Sorgono allora una serie di domande: se l’Italia fosse capovolta, sarebbe uguale a com’è asesso? Se la Sicilia fosse nel Nord del Paese e la Lombardia al Sud il Ponte sullo Stretto sarebbe già stato realizzato? Con un Paese geograficamente sottosopra la linea ferroviaria ad alta velocità si sarebbe fermata a Bologna?

Proprio nel contesto che abbiamo appena descritto nasce la nuova iniziativa editoriale che il Quotidiano di Sicilia cavalcherà in questa seconda metà del 2022 e oltre. Un concetto che, come detto, su queste colonne abbiamo già espresso in passato ma che adesso è arrivato il momento di riprendere con forza.

“L’Italia vista da Sud” si pone l’obiettivo – ambizioso, lo ammettiamo – di cambiare il paradigma della comunicazione nazionale visto finora. Quello che ha messo al primo posto sempre il Nord e nel corso dei decenni si è dimenticato – o, peggio, ha volutamente ignorato – il Meridione. Che brutto, sporco e cattivo era e brutto, sporco e cattivo è rimasto, nonostante le enormi potenzialità. Da qui la nostra volontà di modificare il modo di guardare al nostro Paese, iniziando ad affrontare le questioni guardandole dal Sud.

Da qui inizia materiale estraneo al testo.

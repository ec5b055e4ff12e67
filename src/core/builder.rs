use std::sync::Arc;

use tokio::sync::broadcast::error::{RecvError, TryRecvError};
use tokio::task::JoinHandle;
use tokio_util::sync::CancellationToken;

use super::{manager::TaskManager, registry::Registry};
use crate::{
    config::Config,
    events::Bus,
    subscribers::{Subscribe, SubscriberSet},
};

/// Builder for constructing a [`TaskManager`] with optional features.
pub struct TaskManagerBuilder {
    cfg: Config,
    subscribers: Vec<Arc<dyn Subscribe>>,
    registry: Option<Arc<Registry>>,
}

impl TaskManagerBuilder {
    /// Creates a new builder with the given configuration.
    pub fn new(cfg: Config) -> Self {
        Self {
            cfg,
            subscribers: Vec::new(),
            registry: None,
        }
    }

    /// Sets event subscribers for observability.
    ///
    /// Subscribers receive one event per operation outcome and per work-unit
    /// transition through dedicated workers with bounded queues.
    pub fn with_subscribers(mut self, subscribers: Vec<Arc<dyn Subscribe>>) -> Self {
        self.subscribers = subscribers;
        self
    }

    /// Uses an existing registry instead of a fresh one.
    pub fn with_registry(mut self, registry: Arc<Registry>) -> Self {
        self.registry = Some(registry);
        self
    }

    /// Builds and returns the manager.
    ///
    /// This consumes the builder and initializes:
    /// - Event bus for broadcasting
    /// - Registry (fresh unless one was supplied)
    /// - Subscriber workers and the bus listener feeding them, stopped by
    ///   [`TaskManager::shutdown`] or when the manager is dropped
    ///
    /// # Panics
    /// With subscribers attached, must be called from within a tokio runtime.
    pub fn build(self) -> Arc<TaskManager> {
        let bus = Bus::new(self.cfg.bus_capacity_clamped());
        let registry = self.registry.unwrap_or_else(Registry::new);
        let stop = CancellationToken::new();

        let set = SubscriberSet::new(self.subscribers, bus.clone());
        let subscriber_count = set.len();
        let listener = if set.is_empty() {
            None
        } else {
            Some(subscriber_listener(&bus, set, stop.clone()))
        };

        Arc::new(TaskManager::new_internal(
            self.cfg,
            registry,
            bus,
            subscriber_count,
            stop,
            listener,
        ))
    }
}

/// Forwards bus events to the subscriber set until `stop` is cancelled.
///
/// On stop, events already on the bus are still delivered, then the workers are
/// drained and joined.
fn subscriber_listener(bus: &Bus, set: SubscriberSet, stop: CancellationToken) -> JoinHandle<()> {
    let mut rx = bus.subscribe();
    tokio::spawn(async move {
        loop {
            tokio::select! {
                biased;
                _ = stop.cancelled() => break,
                recv = rx.recv() => match recv {
                    Ok(ev) => set.emit(ev),
                    Err(RecvError::Lagged(_)) => continue,
                    Err(RecvError::Closed) => break,
                },
            }
        }
        loop {
            match rx.try_recv() {
                Ok(ev) => set.emit(ev),
                Err(TryRecvError::Lagged(_)) => continue,
                Err(_) => break,
            }
        }
        set.shutdown().await;
    })
}

#[cfg(test)]
mod tests {
    use super::*;
    use crate::error::TaskError;
    use crate::events::{Event, EventKind};
    use crate::status::Status;
    use crate::tasks::{CancelHandle, CreationOptions, TaskFn, TaskRef};
    use async_trait::async_trait;
    use std::sync::Mutex;
    use std::time::Duration;
    use tokio_util::sync::CancellationToken;

    struct Collect {
        seen: Arc<Mutex<Vec<(EventKind, Option<Status>)>>>,
    }

    #[async_trait]
    impl Subscribe for Collect {
        async fn on_event(&self, ev: &Event) {
            self.seen.lock().unwrap().push((ev.kind, ev.status));
        }
        fn name(&self) -> &'static str {
            "collect"
        }
    }

    fn collector() -> (Arc<Collect>, Arc<Mutex<Vec<(EventKind, Option<Status>)>>>) {
        let seen = Arc::new(Mutex::new(Vec::new()));
        let sub = Arc::new(Collect {
            seen: Arc::clone(&seen),
        });
        (sub, seen)
    }

    #[tokio::test]
    async fn subscribers_observe_operation_outcomes() {
        let (sub, seen) = collector();
        let m = TaskManager::builder(Config::default())
            .with_subscribers(vec![sub as Arc<dyn Subscribe>])
            .build();
        assert_eq!(m.subscriber_count(), 1);

        let work: TaskRef = TaskFn::arc(|_ctx: CancellationToken| async { Ok::<(), TaskError>(()) });
        m.register("w", Some(work), Some(CancelHandle::new()), CreationOptions::new())
            .await;
        m.register("", None, None, CreationOptions::new()).await;

        m.shutdown().await;
        let seen = seen.lock().unwrap().clone();
        assert_eq!(
            seen,
            vec![
                (EventKind::TaskRegister, Some(Status::Added)),
                (EventKind::TaskRegister, Some(Status::NameMissing)),
            ]
        );
    }

    #[tokio::test(flavor = "multi_thread", worker_threads = 2)]
    async fn shutdown_releases_subscribers() {
        let (sub, seen) = collector();
        let m = TaskManager::builder(Config::default())
            .with_subscribers(vec![Arc::clone(&sub) as Arc<dyn Subscribe>])
            .build();
        assert_eq!(Arc::strong_count(&sub), 2);

        m.register("", None, None, CreationOptions::new()).await;
        m.shutdown().await;
        assert_eq!(Arc::strong_count(&sub), 1);
        assert_eq!(seen.lock().unwrap().len(), 1);

        // Later events go nowhere and a second shutdown returns at once.
        m.register("", None, None, CreationOptions::new()).await;
        m.shutdown().await;
        assert_eq!(seen.lock().unwrap().len(), 1);
    }

    #[tokio::test(flavor = "multi_thread", worker_threads = 2)]
    async fn dropping_the_manager_stops_delivery() {
        let (sub, _seen) = collector();
        let m = TaskManager::builder(Config::default())
            .with_subscribers(vec![Arc::clone(&sub) as Arc<dyn Subscribe>])
            .build();
        m.register("", None, None, CreationOptions::new()).await;
        drop(m);

        for _ in 0..200 {
            if Arc::strong_count(&sub) == 1 {
                break;
            }
            tokio::time::sleep(Duration::from_millis(5)).await;
        }
        assert_eq!(Arc::strong_count(&sub), 1);
    }

    #[tokio::test]
    async fn managers_can_share_a_registry() {
        let registry = Registry::new();
        let a = TaskManager::builder(Config::default())
            .with_registry(Arc::clone(&registry))
            .build();
        let b = TaskManager::builder(Config::default())
            .with_registry(registry)
            .build();

        let work: TaskRef = TaskFn::arc(|_ctx: CancellationToken| async { Ok::<(), TaskError>(()) });
        a.register("shared", Some(work), Some(CancelHandle::new()), CreationOptions::new())
            .await;
        assert!(b.statuses().await.contains_key("shared"));
    }

    #[test]
    fn builds_without_runtime_when_no_subscribers() {
        let m = TaskManager::builder(Config::default()).build();
        assert_eq!(m.subscriber_count(), 0);
    }
}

Organi di informazione, economisti, politici: tutti possono prendere parte a questa campagna che, ci sembra giusto precisarlo, non punta esclusivamente a fare il bene del Mezzogiorno, ma a dare una scossa a tutto il Paese. Perché un’Italia sospinta dalla forza economica del Nord e da una riscossa sociale, occupazionale e infrastrutturale del Sud può acquisire a livello europeo – e non solo – una forza straordinaria, alimentando una crescita di cui c’è un grande bisogno, soprattutto in tempi incerti come questi.

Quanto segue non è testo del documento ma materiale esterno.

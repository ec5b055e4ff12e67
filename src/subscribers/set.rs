//! # Per-subscriber delivery workers.
//!
//! [`SubscriberSet`] is owned by the manager's bus listener. Every attached
//! [`Subscribe`] implementation gets its own bounded queue and worker task, so one
//! slow subscriber only ever delays itself.
//!
//! ```text
//! listener ──emit(ev)──┬──► queue("LogWriter") ──► worker ──► on_event
//!                      └──► queue("audit")     ──► worker ──► on_event
//!                               │ full/closed
//!                               └──► Bus: SubscriberOverflow
//! ```
//!
//! ## Rules
//! - `emit` never waits: a full queue drops the event for that subscriber only
//! - A panicking `on_event` is reported as `SubscriberPanicked`; the worker keeps going
//! - `shutdown` closes every queue and waits until workers drained what was queued

use std::any::Any;
use std::panic::AssertUnwindSafe;
use std::sync::Arc;

use futures::FutureExt;
use tokio::{sync::mpsc, task::JoinHandle};

use crate::events::{Bus, Event, EventKind};
use crate::subscribers::Subscribe;

/// Queue and worker of one subscriber.
struct Worker {
    name: &'static str,
    queue: mpsc::Sender<Arc<Event>>,
    handle: JoinHandle<()>,
}

/// Delivery workers for every subscriber attached to a manager.
pub(crate) struct SubscriberSet {
    workers: Vec<Worker>,
    bus: Bus,
}

impl SubscriberSet {
    /// Spawns one worker per subscriber. Must run inside a tokio runtime unless `subs` is empty.
    pub(crate) fn new(subs: Vec<Arc<dyn Subscribe>>, bus: Bus) -> Self {
        let workers = subs
            .into_iter()
            .map(|sub| spawn_worker(sub, bus.clone()))
            .collect();
        Self { workers, bus }
    }

    /// Queues `ev` for every subscriber.
    pub(crate) fn emit(&self, ev: Event) {
        let shared = Arc::new(ev);
        let reportable = shared.kind != EventKind::SubscriberOverflow;

        for worker in &self.workers {
            let reason = match worker.queue.try_send(Arc::clone(&shared)) {
                Ok(()) => continue,
                Err(mpsc::error::TrySendError::Full(_)) => "full",
                Err(mpsc::error::TrySendError::Closed(_)) => "closed",
            };
            if reportable {
                self.bus
                    .publish(Event::subscriber_overflow(worker.name, reason));
            }
        }
    }

    pub(crate) fn is_empty(&self) -> bool {
        self.workers.is_empty()
    }

    pub(crate) fn len(&self) -> usize {
        self.workers.len()
    }

    /// Closes every queue and waits for the workers to finish their backlog.
    pub(crate) async fn shutdown(self) {
        let mut handles = Vec::with_capacity(self.workers.len());
        for Worker { queue, handle, .. } in self.workers {
            drop(queue);
            handles.push(handle);
        }
        for handle in handles {
            let _ = handle.await;
        }
    }
}

fn spawn_worker(sub: Arc<dyn Subscribe>, bus: Bus) -> Worker {
    let name = sub.name();
    let (queue, mut rx) = mpsc::channel::<Arc<Event>>(sub.queue_capacity().max(1));

    let handle = tokio::spawn(async move {
        while let Some(ev) = rx.recv().await {
            let delivered = AssertUnwindSafe(sub.on_event(&ev)).catch_unwind().await;
            if let Err(payload) = delivered {
                bus.publish(Event::subscriber_panicked(name, panic_message(&*payload)));
            }
        }
    });

    Worker {
        name,
        queue,
        handle,
    }
}

fn panic_message(payload: &(dyn Any + Send)) -> String {
    if let Some(msg) = payload.downcast_ref::<&'static str>() {
        (*msg).to_string()
    } else if let Some(msg) = payload.downcast_ref::<String>() {
        msg.clone()
    } else {
        "unknown panic".to_string()
    }
}

#[cfg(test)]
mod tests {
    use super::*;
    use async_trait::async_trait;
    use std::sync::Mutex;
    use std::time::Duration;

    struct Recorder {
        seen: Arc<Mutex<Vec<EventKind>>>,
    }

    #[async_trait]
    impl Subscribe for Recorder {
        async fn on_event(&self, ev: &Event) {
            self.seen.lock().unwrap().push(ev.kind);
        }
        fn name(&self) -> &'static str {
            "recorder"
        }
    }

    struct Exploder;

    #[async_trait]
    impl Subscribe for Exploder {
        async fn on_event(&self, _ev: &Event) {
            panic!("boom");
        }
        fn name(&self) -> &'static str {
            "exploder"
        }
    }

    struct Sluggish;

    #[async_trait]
    impl Subscribe for Sluggish {
        async fn on_event(&self, _ev: &Event) {
            tokio::time::sleep(Duration::from_millis(50)).await;
        }
        fn name(&self) -> &'static str {
            "sluggish"
        }
        fn queue_capacity(&self) -> usize {
            1
        }
    }

    #[tokio::test]
    async fn delivers_in_order_and_reports_panics() {
        let bus = Bus::new(16);
        let mut rx = bus.subscribe();
        let seen = Arc::new(Mutex::new(Vec::new()));
        let set = SubscriberSet::new(
            vec![
                Arc::new(Recorder {
                    seen: Arc::clone(&seen),
                }),
                Arc::new(Exploder),
            ],
            bus.clone(),
        );
        assert_eq!(set.len(), 2);

        set.emit(Event::new(EventKind::TaskRegister));
        set.emit(Event::new(EventKind::TaskStart));

        let panicked = rx.recv().await.unwrap();
        assert_eq!(panicked.kind, EventKind::SubscriberPanicked);
        assert_eq!(panicked.task.as_deref(), Some("exploder"));
        assert_eq!(panicked.reason.as_deref(), Some("boom"));

        set.shutdown().await;
        assert_eq!(
            *seen.lock().unwrap(),
            vec![EventKind::TaskRegister, EventKind::TaskStart]
        );
    }

    #[tokio::test]
    async fn full_queue_drops_and_reports_overflow() {
        let bus = Bus::new(16);
        let mut rx = bus.subscribe();
        let set = SubscriberSet::new(vec![Arc::new(Sluggish)], bus.clone());

        for _ in 0..4 {
            set.emit(Event::new(EventKind::ClearAll));
        }

        let overflow = rx.recv().await.unwrap();
        assert_eq!(overflow.kind, EventKind::SubscriberOverflow);
        assert_eq!(overflow.task.as_deref(), Some("sluggish"));
        set.shutdown().await;
    }

    #[test]
    fn empty_set_needs_no_runtime() {
        let set = SubscriberSet::new(Vec::new(), Bus::new(1));
        assert!(set.is_empty());
        assert_eq!(set.len(), 0);
    }
}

Torniamo così alle parole del nostro direttore: “Se il Mezzogiorno si trova in questo stato, con un divario elevatissimo rispetto al Nord Italia, la responsabilità è di noi meridionali e, in primis, del ceto politico meridionale, che per egoismo ha subordinato l’interesse generale a quello personale. È tempo di ribaltare questo stato di subordinazione e di dire in modo chiaro e forte che le regole del gioco, cioè quelle che governano le istituzioni, devono essere pattuite con criteri etici di equità, contemperando sacrifici e benefici di tutte le parti del Paese, con tutte le popolazioni”.